## [Work request]
Tally the lines containing "bombs" in this data. Respond with the tally alone.

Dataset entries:
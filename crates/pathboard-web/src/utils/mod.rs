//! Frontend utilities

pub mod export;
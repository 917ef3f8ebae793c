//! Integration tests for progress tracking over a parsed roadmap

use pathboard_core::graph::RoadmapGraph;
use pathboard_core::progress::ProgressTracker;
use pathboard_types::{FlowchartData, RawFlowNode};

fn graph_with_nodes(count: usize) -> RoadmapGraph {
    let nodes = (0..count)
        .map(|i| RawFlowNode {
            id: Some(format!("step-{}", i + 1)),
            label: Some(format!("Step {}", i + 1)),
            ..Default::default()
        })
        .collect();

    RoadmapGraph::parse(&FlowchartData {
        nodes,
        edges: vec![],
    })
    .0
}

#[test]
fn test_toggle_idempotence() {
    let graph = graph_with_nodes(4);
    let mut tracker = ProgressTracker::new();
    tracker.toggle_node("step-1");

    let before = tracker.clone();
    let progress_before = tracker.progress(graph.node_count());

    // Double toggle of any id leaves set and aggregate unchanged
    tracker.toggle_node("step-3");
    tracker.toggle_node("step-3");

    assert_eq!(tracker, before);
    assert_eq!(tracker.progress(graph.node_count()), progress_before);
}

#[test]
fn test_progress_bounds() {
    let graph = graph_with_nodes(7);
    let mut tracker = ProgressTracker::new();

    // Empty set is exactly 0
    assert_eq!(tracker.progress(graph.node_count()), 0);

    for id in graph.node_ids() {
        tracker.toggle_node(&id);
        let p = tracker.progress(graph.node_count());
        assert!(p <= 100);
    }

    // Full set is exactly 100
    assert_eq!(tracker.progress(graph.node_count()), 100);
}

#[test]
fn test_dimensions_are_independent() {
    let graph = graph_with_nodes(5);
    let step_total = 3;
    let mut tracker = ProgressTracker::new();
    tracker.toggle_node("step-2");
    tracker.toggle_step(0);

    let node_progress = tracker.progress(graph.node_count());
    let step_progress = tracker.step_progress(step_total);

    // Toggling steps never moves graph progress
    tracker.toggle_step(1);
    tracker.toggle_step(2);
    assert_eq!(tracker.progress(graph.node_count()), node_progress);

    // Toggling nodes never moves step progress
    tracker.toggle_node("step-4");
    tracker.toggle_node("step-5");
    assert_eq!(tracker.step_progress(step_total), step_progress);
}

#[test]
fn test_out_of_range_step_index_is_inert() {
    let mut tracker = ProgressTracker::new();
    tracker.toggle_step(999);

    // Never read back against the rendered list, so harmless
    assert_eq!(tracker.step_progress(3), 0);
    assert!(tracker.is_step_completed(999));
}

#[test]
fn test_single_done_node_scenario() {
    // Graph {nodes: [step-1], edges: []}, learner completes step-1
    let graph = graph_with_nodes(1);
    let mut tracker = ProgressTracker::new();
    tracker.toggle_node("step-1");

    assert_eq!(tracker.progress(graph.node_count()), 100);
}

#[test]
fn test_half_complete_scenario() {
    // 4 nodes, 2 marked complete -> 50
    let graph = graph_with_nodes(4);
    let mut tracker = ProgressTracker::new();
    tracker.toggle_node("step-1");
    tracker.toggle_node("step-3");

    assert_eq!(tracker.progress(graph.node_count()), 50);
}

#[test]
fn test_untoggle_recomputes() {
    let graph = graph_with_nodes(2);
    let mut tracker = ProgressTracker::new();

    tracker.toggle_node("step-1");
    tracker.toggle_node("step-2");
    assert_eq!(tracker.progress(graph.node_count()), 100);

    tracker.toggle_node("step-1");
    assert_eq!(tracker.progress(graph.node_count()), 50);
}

...

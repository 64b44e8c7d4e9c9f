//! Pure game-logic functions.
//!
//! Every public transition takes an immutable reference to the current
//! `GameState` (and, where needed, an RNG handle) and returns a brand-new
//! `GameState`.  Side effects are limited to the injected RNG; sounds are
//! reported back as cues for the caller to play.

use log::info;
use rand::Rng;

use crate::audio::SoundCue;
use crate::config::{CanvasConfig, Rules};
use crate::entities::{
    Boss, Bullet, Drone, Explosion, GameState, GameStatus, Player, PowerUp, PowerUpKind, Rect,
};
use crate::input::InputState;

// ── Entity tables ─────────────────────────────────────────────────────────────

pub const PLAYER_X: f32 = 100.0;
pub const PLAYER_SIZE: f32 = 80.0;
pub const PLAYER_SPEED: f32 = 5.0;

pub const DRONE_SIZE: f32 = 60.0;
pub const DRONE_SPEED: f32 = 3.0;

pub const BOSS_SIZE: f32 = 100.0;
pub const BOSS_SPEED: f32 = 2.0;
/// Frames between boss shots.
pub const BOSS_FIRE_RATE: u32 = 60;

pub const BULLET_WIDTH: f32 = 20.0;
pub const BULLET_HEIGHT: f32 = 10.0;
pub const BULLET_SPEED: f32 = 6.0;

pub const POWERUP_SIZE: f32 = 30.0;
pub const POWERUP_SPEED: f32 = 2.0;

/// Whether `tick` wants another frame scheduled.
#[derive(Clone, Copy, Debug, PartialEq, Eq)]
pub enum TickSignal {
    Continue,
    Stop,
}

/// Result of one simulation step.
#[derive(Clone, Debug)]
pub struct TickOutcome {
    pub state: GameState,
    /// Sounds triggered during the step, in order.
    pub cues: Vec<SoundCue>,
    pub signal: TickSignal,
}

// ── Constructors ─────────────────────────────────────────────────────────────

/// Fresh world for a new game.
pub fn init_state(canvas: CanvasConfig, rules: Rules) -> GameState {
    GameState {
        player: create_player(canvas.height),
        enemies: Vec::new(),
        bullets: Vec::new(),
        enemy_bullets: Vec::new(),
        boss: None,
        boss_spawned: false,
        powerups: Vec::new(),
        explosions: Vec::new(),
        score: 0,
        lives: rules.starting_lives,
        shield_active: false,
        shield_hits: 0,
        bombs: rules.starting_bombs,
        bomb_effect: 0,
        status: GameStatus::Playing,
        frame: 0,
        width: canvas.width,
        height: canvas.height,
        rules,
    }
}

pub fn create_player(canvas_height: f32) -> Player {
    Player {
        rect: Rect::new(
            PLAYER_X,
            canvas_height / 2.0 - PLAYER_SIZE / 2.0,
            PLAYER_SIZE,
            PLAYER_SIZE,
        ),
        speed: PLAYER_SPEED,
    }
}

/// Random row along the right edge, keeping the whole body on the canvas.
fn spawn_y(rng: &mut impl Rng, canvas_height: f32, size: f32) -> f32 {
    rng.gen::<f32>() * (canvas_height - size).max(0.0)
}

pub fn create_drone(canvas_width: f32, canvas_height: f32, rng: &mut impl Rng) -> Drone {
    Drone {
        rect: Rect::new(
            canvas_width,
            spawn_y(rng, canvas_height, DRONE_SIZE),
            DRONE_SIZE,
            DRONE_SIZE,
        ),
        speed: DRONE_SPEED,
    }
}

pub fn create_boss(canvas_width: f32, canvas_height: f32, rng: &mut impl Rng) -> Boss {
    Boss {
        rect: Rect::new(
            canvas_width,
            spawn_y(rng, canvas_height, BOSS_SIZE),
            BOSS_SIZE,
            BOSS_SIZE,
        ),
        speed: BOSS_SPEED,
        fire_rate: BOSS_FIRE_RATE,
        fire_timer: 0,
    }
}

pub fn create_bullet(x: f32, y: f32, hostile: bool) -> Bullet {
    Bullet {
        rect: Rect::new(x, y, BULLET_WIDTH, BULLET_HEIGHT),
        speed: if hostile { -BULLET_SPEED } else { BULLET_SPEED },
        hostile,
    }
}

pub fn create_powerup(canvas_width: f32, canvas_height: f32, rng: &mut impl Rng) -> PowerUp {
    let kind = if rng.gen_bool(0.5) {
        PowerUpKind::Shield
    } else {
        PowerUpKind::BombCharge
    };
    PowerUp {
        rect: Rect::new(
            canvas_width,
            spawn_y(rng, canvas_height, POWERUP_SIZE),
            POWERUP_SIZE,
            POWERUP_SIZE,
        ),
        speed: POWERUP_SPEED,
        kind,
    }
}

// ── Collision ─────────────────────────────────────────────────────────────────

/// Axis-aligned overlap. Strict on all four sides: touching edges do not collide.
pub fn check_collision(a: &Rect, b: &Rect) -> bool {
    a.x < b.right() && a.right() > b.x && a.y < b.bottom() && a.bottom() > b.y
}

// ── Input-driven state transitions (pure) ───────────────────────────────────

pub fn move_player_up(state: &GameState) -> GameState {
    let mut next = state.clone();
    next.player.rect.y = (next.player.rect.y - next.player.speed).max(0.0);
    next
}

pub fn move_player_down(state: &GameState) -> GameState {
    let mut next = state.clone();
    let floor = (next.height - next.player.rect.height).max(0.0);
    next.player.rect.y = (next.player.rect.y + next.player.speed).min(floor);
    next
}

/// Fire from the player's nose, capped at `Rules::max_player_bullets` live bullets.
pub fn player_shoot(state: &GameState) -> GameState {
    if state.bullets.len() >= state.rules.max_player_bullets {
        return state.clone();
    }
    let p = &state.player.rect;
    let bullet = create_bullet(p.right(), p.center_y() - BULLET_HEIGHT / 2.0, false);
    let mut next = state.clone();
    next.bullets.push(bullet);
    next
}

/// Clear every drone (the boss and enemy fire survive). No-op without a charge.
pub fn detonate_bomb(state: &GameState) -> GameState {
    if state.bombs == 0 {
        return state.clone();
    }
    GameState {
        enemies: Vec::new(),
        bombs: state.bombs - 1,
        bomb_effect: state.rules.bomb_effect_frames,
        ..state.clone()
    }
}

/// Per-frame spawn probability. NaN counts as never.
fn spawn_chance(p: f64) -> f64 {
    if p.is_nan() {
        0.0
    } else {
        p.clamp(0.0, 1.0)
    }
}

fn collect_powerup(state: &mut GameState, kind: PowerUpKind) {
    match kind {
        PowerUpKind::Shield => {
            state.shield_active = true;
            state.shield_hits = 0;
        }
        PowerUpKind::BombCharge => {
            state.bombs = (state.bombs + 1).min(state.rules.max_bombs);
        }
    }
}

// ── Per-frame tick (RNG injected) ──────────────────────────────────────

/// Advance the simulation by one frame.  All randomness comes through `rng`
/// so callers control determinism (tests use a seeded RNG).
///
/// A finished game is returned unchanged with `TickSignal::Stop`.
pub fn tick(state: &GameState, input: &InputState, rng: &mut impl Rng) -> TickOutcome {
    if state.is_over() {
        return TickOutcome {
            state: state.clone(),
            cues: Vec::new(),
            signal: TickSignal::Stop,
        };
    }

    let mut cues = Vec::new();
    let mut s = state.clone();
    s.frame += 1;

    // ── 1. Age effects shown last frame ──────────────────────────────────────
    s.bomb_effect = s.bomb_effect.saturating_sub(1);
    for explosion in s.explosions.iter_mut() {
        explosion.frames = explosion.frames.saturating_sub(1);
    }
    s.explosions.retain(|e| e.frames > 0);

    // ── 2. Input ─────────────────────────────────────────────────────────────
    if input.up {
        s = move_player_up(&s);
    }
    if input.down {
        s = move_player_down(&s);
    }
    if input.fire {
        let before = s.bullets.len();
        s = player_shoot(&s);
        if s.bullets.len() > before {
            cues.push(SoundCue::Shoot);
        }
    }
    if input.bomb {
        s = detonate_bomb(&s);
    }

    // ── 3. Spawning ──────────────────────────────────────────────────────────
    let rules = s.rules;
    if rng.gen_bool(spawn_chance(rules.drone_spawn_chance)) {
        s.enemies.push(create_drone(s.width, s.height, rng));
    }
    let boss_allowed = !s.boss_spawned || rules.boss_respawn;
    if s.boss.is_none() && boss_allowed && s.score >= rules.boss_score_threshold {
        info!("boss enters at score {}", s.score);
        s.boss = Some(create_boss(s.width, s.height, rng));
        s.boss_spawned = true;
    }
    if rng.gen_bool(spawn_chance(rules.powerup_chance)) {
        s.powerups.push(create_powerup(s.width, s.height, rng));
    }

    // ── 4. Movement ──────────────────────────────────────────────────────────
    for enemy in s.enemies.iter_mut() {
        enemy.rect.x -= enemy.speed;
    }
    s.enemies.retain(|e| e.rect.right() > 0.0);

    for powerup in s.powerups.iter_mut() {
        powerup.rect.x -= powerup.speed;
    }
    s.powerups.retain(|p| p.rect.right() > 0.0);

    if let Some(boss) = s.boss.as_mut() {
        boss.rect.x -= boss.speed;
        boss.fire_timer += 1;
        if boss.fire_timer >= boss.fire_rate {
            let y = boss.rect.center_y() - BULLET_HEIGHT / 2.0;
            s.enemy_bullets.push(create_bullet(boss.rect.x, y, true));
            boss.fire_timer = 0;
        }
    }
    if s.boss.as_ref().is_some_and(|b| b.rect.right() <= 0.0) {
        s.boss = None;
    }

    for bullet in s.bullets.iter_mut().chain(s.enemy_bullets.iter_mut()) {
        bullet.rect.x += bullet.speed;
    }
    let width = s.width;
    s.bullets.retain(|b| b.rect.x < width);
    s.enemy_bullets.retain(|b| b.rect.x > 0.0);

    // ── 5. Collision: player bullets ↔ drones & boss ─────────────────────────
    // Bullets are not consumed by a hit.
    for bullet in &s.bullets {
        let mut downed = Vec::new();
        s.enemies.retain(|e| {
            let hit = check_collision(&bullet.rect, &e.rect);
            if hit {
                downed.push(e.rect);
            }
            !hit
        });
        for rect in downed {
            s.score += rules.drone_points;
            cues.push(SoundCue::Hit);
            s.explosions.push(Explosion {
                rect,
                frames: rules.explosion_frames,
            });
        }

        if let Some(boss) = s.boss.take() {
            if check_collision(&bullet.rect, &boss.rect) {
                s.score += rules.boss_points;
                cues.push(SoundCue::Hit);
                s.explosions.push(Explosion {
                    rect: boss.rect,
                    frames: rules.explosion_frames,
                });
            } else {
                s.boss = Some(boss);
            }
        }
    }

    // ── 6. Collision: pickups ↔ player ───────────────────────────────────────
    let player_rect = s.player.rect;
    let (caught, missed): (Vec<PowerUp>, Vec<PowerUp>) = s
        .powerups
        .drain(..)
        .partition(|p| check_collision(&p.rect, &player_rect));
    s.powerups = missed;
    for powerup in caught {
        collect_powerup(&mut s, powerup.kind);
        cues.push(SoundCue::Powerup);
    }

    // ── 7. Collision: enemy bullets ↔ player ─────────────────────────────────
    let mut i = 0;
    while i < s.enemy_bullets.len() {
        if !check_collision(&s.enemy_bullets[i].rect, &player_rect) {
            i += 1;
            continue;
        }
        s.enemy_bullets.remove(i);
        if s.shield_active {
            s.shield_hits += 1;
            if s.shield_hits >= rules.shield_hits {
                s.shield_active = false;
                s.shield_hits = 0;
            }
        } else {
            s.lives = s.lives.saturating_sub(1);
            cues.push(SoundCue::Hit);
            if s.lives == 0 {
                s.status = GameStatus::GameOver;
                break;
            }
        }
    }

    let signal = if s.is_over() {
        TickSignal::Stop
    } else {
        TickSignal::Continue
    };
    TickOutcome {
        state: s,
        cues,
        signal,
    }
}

## [Finished task]
4